![]() Historical Society members Don and Mary Alice Foster. ![]() B-24 Liberator |
1943 ARMY PLANE WRECKAGE WWII soldier's remains to rest in Reynoldsburg By Barbara Carmen THE COLUMBUS DISPATCH April 1st, 2006 Mary Alice Foster's wait of 62 years is finally over. Her older brother Buddy will come home later this month to a grave near the parents, brother and a sister who died never knowing what happened to the Reynoldsburg farm boy.

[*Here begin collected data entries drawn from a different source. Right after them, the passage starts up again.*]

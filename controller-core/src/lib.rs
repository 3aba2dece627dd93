#![no_std]

// Portable logic for the ESP32 power benchmark.
//
// Firmware and host tooling share this crate. It avoids the standard library
// and reaches hardware only through the traits it exposes.

pub mod clock;
pub mod config;
pub mod controller;
pub mod cursor;
pub mod network;
pub mod sequence;
pub mod stress;
pub mod telemetry;
pub mod transition;
pub mod trigger;

pub use config::BenchConfig;
pub use controller::{Board, Dispatch, PowerController, Step};
pub use cursor::{CursorStore, RestartPolicy};
pub use sequence::PowerState;
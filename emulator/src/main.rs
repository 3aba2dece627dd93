mod host;
mod options;
mod peers;
mod retained;
mod session;
mod transcript;

use std::env;
use std::io;
use std::process;

use options::{USAGE, parse_args};
use session::Session;

fn main() -> io::Result<()> {
    let options = parse_args(env::args().skip(1)).unwrap_or_else(|err| {
        eprintln!("{err}");
        eprintln!("{USAGE}");
        process::exit(2);
    });

    let mut session = Session::new(options)?;
    session.run()
}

"He was declared dead in 1946," Foster said. "I would wonder, what if he's like some Robinson Crusoe," alive on a desert island. "You sort of don't go there. But we never ceased believing that we were going to bring that dear boy home." Decades of uncertainty ended Thursday. Johnny Johnson, a specialist with the Army's Casualty and Mortuary Affairs operations center in Alexandria, Va., phoned Foster and her husband, H. Don Foster, in Reynoldsburg. They'd identified Feucht's bones. A hunter had stumbled on rusted plane wreckage in a Papua New Guinea jungle in 2002. He'd collected a human bone and a handful of metal ID tags, which he then turned over to the U.S. Embassy there.
A U .S. search crew traveled to the site in 2003 and recovered more bones, teeth and ID bracelets. Mrs. Foster's daughter, Dawn Lee, a teacher in Maine, found news of the World War II plane discovery on the Internet. The family had a strong feeling they'd found Buddy. Later, Foster and her only surviving sibling, Fern Lord of Suffolk, Va., submitted blood samples for DNA comparison with the recovered bones. If the identification was uncertain, Army officials told the family that remains would be buried in a single casket in Arlington Cemetery. "No," Mrs. Foster replied, "I want to bring him home. God has let us live this long to bring my brother home. My sister and I are both in our 80s." The sisters see no coincidence in the timing of their brother's return. "It's Easter, we always think of miracles at Easter," Mrs. Foster said. "My brother's pilot had told his crew that they were the very finest. I told (daughter) Dawn that they all reached heaven's gate at the same time. "And God said to them, 'You are indeed the finest.' " Her brother loved purple-dyed Easter eggs, so Mrs. Foster intends to decorate her brother's grave with the eggs. A government representative is to arrive in Reynoldsburg next Friday to help make memorial arrangements at Reynoldsburg United Methodist Church. She expects her brother's remains to be flown home with full military honors sometime after April 21. It will take a few weeks to gather the younger generation, including the Fosters' other three children, Fred Foster oil Columbus, Christina Davis of Canal Winchester and Stephen Foster of Colorado. Mrs. Foster remembers her mother searching faces shown in Japanese prisoner-of-war film reels, hoping to spot her son. She believes that her mother eventually knew the truth. "When my mother was dying, she kept looking up and saying, 'Oh, hello Buddy," Mrs. Foster said. The family intends to set up a college scholarship fund at Reynoldsburg High School in honor of their brother. Information from the Associated Press was used in this story. bcarmen@dlspatch.com |
For additional reading about others who gave their lives in World War II click on the button below to read the fascinating story "-30-" by Doral Chenoweth.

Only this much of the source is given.